Principal Investigator: Professor Graeme Morton (University of Dundee)
Funding Competition: Insight Development Grant (2013-2016)
For most months in the year, Scotland is the wettest and the cloudiest part of Britain, and it can be windy, too: the Hebrides and Shetland experience on average 35 and 42 days respectively of gales each year. Even though it's a narrow country, Scotland's coast is sunnier than its interior, with the highest days of average sunshine recorded each year in Moray and the Outer Hebrides at around 1,300 hours (although Shetland measures only around 1,100 hours). And while the northernmost parts of Scotland can average four hours more daylight than London during the height of the summer, on average Scotland's crops are warmed less by the sun than the crops in England, with the southern coast of Britain benefiting from over 1,750 hours of sunshine on average each year.
Emigration agents routinely presented the attraction of a 'better' climate to potential Scots migrants. The two full-time agents appointed by Canada's post-Confederation Department of Agriculture used pictures of the gleaming sun above the prairies to persuade Scots of the advantages of a life free from near constant cloud cover and persistent rain. Those promoting Canada were also known to disparage the heat of Australia for any Western European migrant, claiming it especially inhospitable to the fair-skinned Gael. Historians have collected these kinds of evidence alongside irregularly recorded accounts of weather in the New World. Simple meteorological observations are found in migrant letters and on-board diaries as well as noted in emigrant guides, emigration promotion literature and in government reports.
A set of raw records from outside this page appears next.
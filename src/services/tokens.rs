//! Token metadata service: cache-aside over the provider token lists, with
//! incremental discovery of newly listed tokens.

use std::collections::HashSet;
use std::sync::Arc;

use crate::chains::{ChainIdentifier, ChainRegistry, ChainType, NetworkType};
use crate::datastore::{now_ms, DataStoreService, StoreOptions, Ttl};
use crate::errors::Result;
use crate::providers::{ProviderRegistry, TokenProvider};
use crate::types::{LastSync, Token, TokenList};

const NAMESPACE: &str = "tokens";

/// Cached token lists have no expiry: once fetched they persist until an
/// explicit discovery pass or a cache bust replaces them.
fn store_options() -> StoreOptions {
    StoreOptions::namespaced(NAMESPACE).ttl(Ttl::None)
}

pub struct TokensService {
    store: DataStoreService,
    chains: Arc<ChainRegistry>,
    providers: Arc<ProviderRegistry<dyn TokenProvider>>,
}

impl TokensService {
    pub fn new(
        store: DataStoreService,
        chains: Arc<ChainRegistry>,
        providers: Arc<ProviderRegistry<dyn TokenProvider>>,
    ) -> Self {
        Self {
            store,
            chains,
            providers,
        }
    }

    /// The full token list for a chain+network, fetched through the default
    /// provider on first access and served from the cache afterwards.
    pub async fn get_all(&self, chain: ChainType, network: NetworkType) -> Result<TokenList> {
        let id = ChainIdentifier::new(chain, network);
        let adapter = self.chains.resolve(chain, network)?;
        let options = store_options();

        self.store
            .get_or_set(&list_key(id), &options, || async {
                let provider = self.providers.default_provider()?;
                let mut list = provider.token_list(id).await?;
                for token in &mut list.tokens {
                    token.address = adapter.normalize_address(&token.address);
                }
                log::info!("loaded {} tokens for {}", list.tokens.len(), id);
                Ok(list)
            })
            .await
    }

    /// One token by identifier (address or symbol). Resolution order:
    /// per-token cache, full-list scan, direct provider point query. The
    /// result of the two slower paths is written back to the per-token key.
    pub async fn get_one(
        &self,
        chain: ChainType,
        network: NetworkType,
        token_id: &str,
    ) -> Result<Option<Token>> {
        let id = ChainIdentifier::new(chain, network);
        let adapter = self.chains.resolve(chain, network)?;
        let normalized = adapter.normalize_address(token_id);
        let key = token_key(id, &normalized);
        let options = store_options();

        if let Some(token) = self.store.get::<Token>(&key, &options).await? {
            return Ok(Some(token));
        }

        let list = self.get_all(chain, network).await?;
        if let Some(token) = list.tokens.iter().find(|t| t.address == normalized) {
            self.store.set(&key, token, &options).await?;
            return Ok(Some(token.clone()));
        }

        let provider = self.providers.default_provider()?;
        if let Some(mut token) = provider.token(id, token_id).await? {
            token.address = adapter.normalize_address(&token.address);
            self.store.set(&key, &token, &options).await?;
            return Ok(Some(token));
        }

        Ok(None)
    }

    /// Incremental discovery: fetch the current upstream list, diff it
    /// against the cached one by normalized address, and append anything
    /// new. Known tokens are never replaced. A sync record is written even
    /// when nothing changed. Returns the merged list.
    pub async fn check_for_new_tokens(
        &self,
        chain: ChainType,
        network: NetworkType,
    ) -> Result<TokenList> {
        let id = ChainIdentifier::new(chain, network);
        let adapter = self.chains.resolve(chain, network)?;
        let options = store_options();

        let provider = self.providers.default_provider()?;
        let mut fresh = provider.token_list(id).await?;
        for token in &mut fresh.tokens {
            token.address = adapter.normalize_address(&token.address);
        }

        let cached: Option<TokenList> = self.store.get(&list_key(id), &options).await?;
        let merged = match cached {
            None => {
                // Nothing cached yet: the fresh list becomes the baseline.
                for token in &fresh.tokens {
                    self.store
                        .set(&token_key(id, &token.address), token, &options)
                        .await?;
                }
                self.store.set(&list_key(id), &fresh, &options).await?;
                self.record_sync(id, fresh.tokens.len(), &options).await?;
                log::info!("initial token sync for {}: {} tokens", id, fresh.tokens.len());
                fresh
            }
            Some(mut known_list) => {
                let known: HashSet<String> = known_list
                    .tokens
                    .iter()
                    .map(|t| t.address.clone())
                    .collect();

                let new_tokens: Vec<Token> = fresh
                    .tokens
                    .into_iter()
                    .filter(|t| !known.contains(&t.address))
                    .collect();

                if new_tokens.is_empty() {
                    log::debug!("token sync for {}: nothing new", id);
                } else {
                    log::info!("token sync for {}: {} new tokens", id, new_tokens.len());
                    for token in &new_tokens {
                        self.store
                            .set(&token_key(id, &token.address), token, &options)
                            .await?;
                    }
                    known_list.tokens.extend(new_tokens.iter().cloned());
                    known_list.timestamp = chrono::Utc::now().to_rfc3339();
                    self.store
                        .set(&list_key(id), &known_list, &options)
                        .await?;
                }

                self.record_sync(id, new_tokens.len(), &options).await?;
                known_list
            }
        };

        Ok(merged)
    }

    /// Last discovery outcome for a chain+network, if one has run.
    pub async fn last_sync(
        &self,
        chain: ChainType,
        network: NetworkType,
    ) -> Result<Option<LastSync>> {
        let id = ChainIdentifier::new(chain, network);
        self.store.get(&sync_key(id), &store_options()).await
    }

    async fn record_sync(
        &self,
        id: ChainIdentifier,
        new_tokens: usize,
        options: &StoreOptions,
    ) -> Result<()> {
        let record = LastSync {
            checked_at: now_ms(),
            new_tokens,
        };
        self.store.set(&sync_key(id), &record, options).await?;
        Ok(())
    }
}

fn list_key(id: ChainIdentifier) -> String {
    format!("chain:{}:{}:tokens", id.chain, id.network)
}

fn token_key(id: ChainIdentifier, token_id: &str) -> String {
    format!("chain:{}:{}:token:{}", id.chain, id.network, token_id)
}

fn sync_key(id: ChainIdentifier) -> String {
    format!("chain:{}:{}:last-sync", id.chain, id.network)
}

#[cfg(test)]
pub(crate) mod tests {
    use std::sync::atomic::{AtomicUsize, Ordering};
    use std::sync::Mutex;

    use async_trait::async_trait;

    use super::*;
    use crate::datastore::MemoryStore;
    use crate::errors::DextractError;
    use crate::types::ListVersion;

    /// Provider fake with a scripted list and point lookup, counting calls.
    pub(crate) struct FakeTokenProvider {
        pub list: Mutex<Vec<Token>>,
        pub point: Mutex<Option<Token>>,
        pub list_calls: AtomicUsize,
        pub point_calls: AtomicUsize,
    }

    impl FakeTokenProvider {
        pub fn with_list(tokens: Vec<Token>) -> Self {
            Self {
                list: Mutex::new(tokens),
                point: Mutex::new(None),
                list_calls: AtomicUsize::new(0),
                point_calls: AtomicUsize::new(0),
            }
        }
    }

    #[async_trait]
    impl TokenProvider for FakeTokenProvider {
        async fn token_list(&self, _chain: ChainIdentifier) -> Result<TokenList> {
            self.list_calls.fetch_add(1, Ordering::SeqCst);
            Ok(TokenList {
                name: "Fake Tokens".to_string(),
                logo_uri: None,
                tokens: self.list.lock().unwrap().clone(),
                timestamp: chrono::Utc::now().to_rfc3339(),
                version: ListVersion::default(),
            })
        }

        async fn token(&self, _chain: ChainIdentifier, _token_id: &str) -> Result<Option<Token>> {
            self.point_calls.fetch_add(1, Ordering::SeqCst);
            Ok(self.point.lock().unwrap().clone())
        }
    }

    pub(crate) fn eth_token(address: &str, symbol: &str) -> Token {
        Token {
            address: address.to_string(),
            symbol: symbol.to_string(),
            name: symbol.to_string(),
            decimals: 18,
            logo_uri: None,
            tags: Vec::new(),
            chain: ChainType::Ethereum,
            network: NetworkType::Mainnet,
        }
    }

    pub(crate) fn service_with(provider: Arc<FakeTokenProvider>) -> TokensService {
        let store = DataStoreService::new(Arc::new(MemoryStore::default()));
        let chains = Arc::new(ChainRegistry::with_defaults());
        let mut registry: ProviderRegistry<dyn TokenProvider> =
            ProviderRegistry::new(crate::providers::ProviderKind::CoinGecko);
        registry.register(crate::providers::ProviderKind::CoinGecko, provider);
        TokensService::new(store, chains, Arc::new(registry))
    }

    const UPPER: &str = "0xAAB185A24B8F40BFBD6E95B80A4eed9C5D2f26BE";

    #[tokio::test]
    async fn get_all_normalizes_and_caches() {
        let provider = Arc::new(FakeTokenProvider::with_list(vec![eth_token(UPPER, "AAB")]));
        let service = service_with(provider.clone());

        let list = service
            .get_all(ChainType::Ethereum, NetworkType::Mainnet)
            .await
            .unwrap();
        assert_eq!(list.tokens[0].address, UPPER.to_lowercase());

        // Second read is served from the cache.
        service
            .get_all(ChainType::Ethereum, NetworkType::Mainnet)
            .await
            .unwrap();
        assert_eq!(provider.list_calls.load(Ordering::SeqCst), 1);
    }

    #[tokio::test]
    async fn get_one_hits_same_entry_regardless_of_input_case() {
        let provider = Arc::new(FakeTokenProvider::with_list(vec![eth_token(UPPER, "AAB")]));
        let service = service_with(provider.clone());

        let by_upper = service
            .get_one(ChainType::Ethereum, NetworkType::Mainnet, UPPER)
            .await
            .unwrap()
            .unwrap();
        assert_eq!(by_upper.address, UPPER.to_lowercase());

        let by_lower = service
            .get_one(
                ChainType::Ethereum,
                NetworkType::Mainnet,
                &UPPER.to_lowercase(),
            )
            .await
            .unwrap()
            .unwrap();
        assert_eq!(by_lower, by_upper);

        // One list fetch total; the second lookup was a pure cache hit and
        // the point endpoint was never needed.
        assert_eq!(provider.list_calls.load(Ordering::SeqCst), 1);
        assert_eq!(provider.point_calls.load(Ordering::SeqCst), 0);
    }

    #[tokio::test]
    async fn get_one_falls_back_to_point_query() {
        let provider = Arc::new(FakeTokenProvider::with_list(vec![]));
        *provider.point.lock().unwrap() = Some(eth_token(UPPER, "AAB"));
        let service = service_with(provider.clone());

        let token = service
            .get_one(ChainType::Ethereum, NetworkType::Mainnet, UPPER)
            .await
            .unwrap()
            .unwrap();
        assert_eq!(token.address, UPPER.to_lowercase());
        assert_eq!(provider.point_calls.load(Ordering::SeqCst), 1);

        // The point result was cached under the per-token key.
        service
            .get_one(ChainType::Ethereum, NetworkType::Mainnet, UPPER)
            .await
            .unwrap()
            .unwrap();
        assert_eq!(provider.point_calls.load(Ordering::SeqCst), 1);
    }

    #[tokio::test]
    async fn get_one_returns_none_when_absent_everywhere() {
        let provider = Arc::new(FakeTokenProvider::with_list(vec![]));
        let service = service_with(provider);

        let token = service
            .get_one(ChainType::Ethereum, NetworkType::Mainnet, "0xdeadbeef")
            .await
            .unwrap();
        assert!(token.is_none());
    }

    #[tokio::test]
    async fn get_one_fails_for_unregistered_pair() {
        let provider = Arc::new(FakeTokenProvider::with_list(vec![]));
        let service = service_with(provider);

        let err = service
            .get_one(ChainType::Bsc, NetworkType::Devnet, "anything")
            .await
            .unwrap_err();
        assert!(matches!(err, DextractError::AdapterNotFound(_)));
    }

    #[tokio::test]
    async fn check_for_new_tokens_appends_and_caches_individually() {
        let token_a = eth_token("0xaaaaaaaaaaaaaaaaaaaaaaaaaaaaaaaaaaaaaaaa", "AAA");
        let token_b = eth_token("0xbbbbbbbbbbbbbbbbbbbbbbbbbbbbbbbbbbbbbbbb", "BBB");

        let provider = Arc::new(FakeTokenProvider::with_list(vec![token_a.clone()]));
        let service = service_with(provider.clone());

        // Seed the cache with [A].
        service
            .get_all(ChainType::Ethereum, NetworkType::Mainnet)
            .await
            .unwrap();

        // Upstream now lists [A, B].
        *provider.list.lock().unwrap() = vec![token_a.clone(), token_b.clone()];

        let merged = service
            .check_for_new_tokens(ChainType::Ethereum, NetworkType::Mainnet)
            .await
            .unwrap();
        let addresses: Vec<&str> = merged.tokens.iter().map(|t| t.address.as_str()).collect();
        assert_eq!(addresses, vec![token_a.address.as_str(), token_b.address.as_str()]);

        // The aggregate was updated and B is individually cached.
        let cached = service
            .get_all(ChainType::Ethereum, NetworkType::Mainnet)
            .await
            .unwrap();
        assert_eq!(cached.tokens.len(), 2);

        let list_calls_before = provider.list_calls.load(Ordering::SeqCst);
        let b = service
            .get_one(ChainType::Ethereum, NetworkType::Mainnet, &token_b.address)
            .await
            .unwrap()
            .unwrap();
        assert_eq!(b.symbol, "BBB");
        assert_eq!(provider.list_calls.load(Ordering::SeqCst), list_calls_before);

        let sync = service
            .last_sync(ChainType::Ethereum, NetworkType::Mainnet)
            .await
            .unwrap()
            .unwrap();
        assert_eq!(sync.new_tokens, 1);
    }

    #[tokio::test]
    async fn check_for_new_tokens_updates_timestamp_only_when_unchanged() {
        let token_a = eth_token("0xaaaaaaaaaaaaaaaaaaaaaaaaaaaaaaaaaaaaaaaa", "AAA");
        let provider = Arc::new(FakeTokenProvider::with_list(vec![token_a]));
        let service = service_with(provider);

        service
            .get_all(ChainType::Ethereum, NetworkType::Mainnet)
            .await
            .unwrap();

        let merged = service
            .check_for_new_tokens(ChainType::Ethereum, NetworkType::Mainnet)
            .await
            .unwrap();
        assert_eq!(merged.tokens.len(), 1);

        let sync = service
            .last_sync(ChainType::Ethereum, NetworkType::Mainnet)
            .await
            .unwrap()
            .unwrap();
        assert_eq!(sync.new_tokens, 0);
    }
}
No systematic attempt has been made to establish if correlations exist between meteorological extremes and patterns of overseas migration, yet Scotland offers one of the world's best case studies: Europe's longest run of gale data are logged in one of Europe's leading emigrant nations. Measured per head of the population, and if migration to England is included, then Scotland was Europe's greatest exporter of people during the age of European migration. Spanning the two centuries under investigation, a reduction of 22 gale days per year is recorded along with various peaks of activity. The evidence also points to a year of increased gale activity being followed by a further year of above average stormy weather. Combined with regional meteorological data, collated together for the first time, this project will test for relationships between extreme weather and migration flows, focusing on the main periods of heightened emigration: 1840s, 1881-90, 1911-30, 1950s-1960s.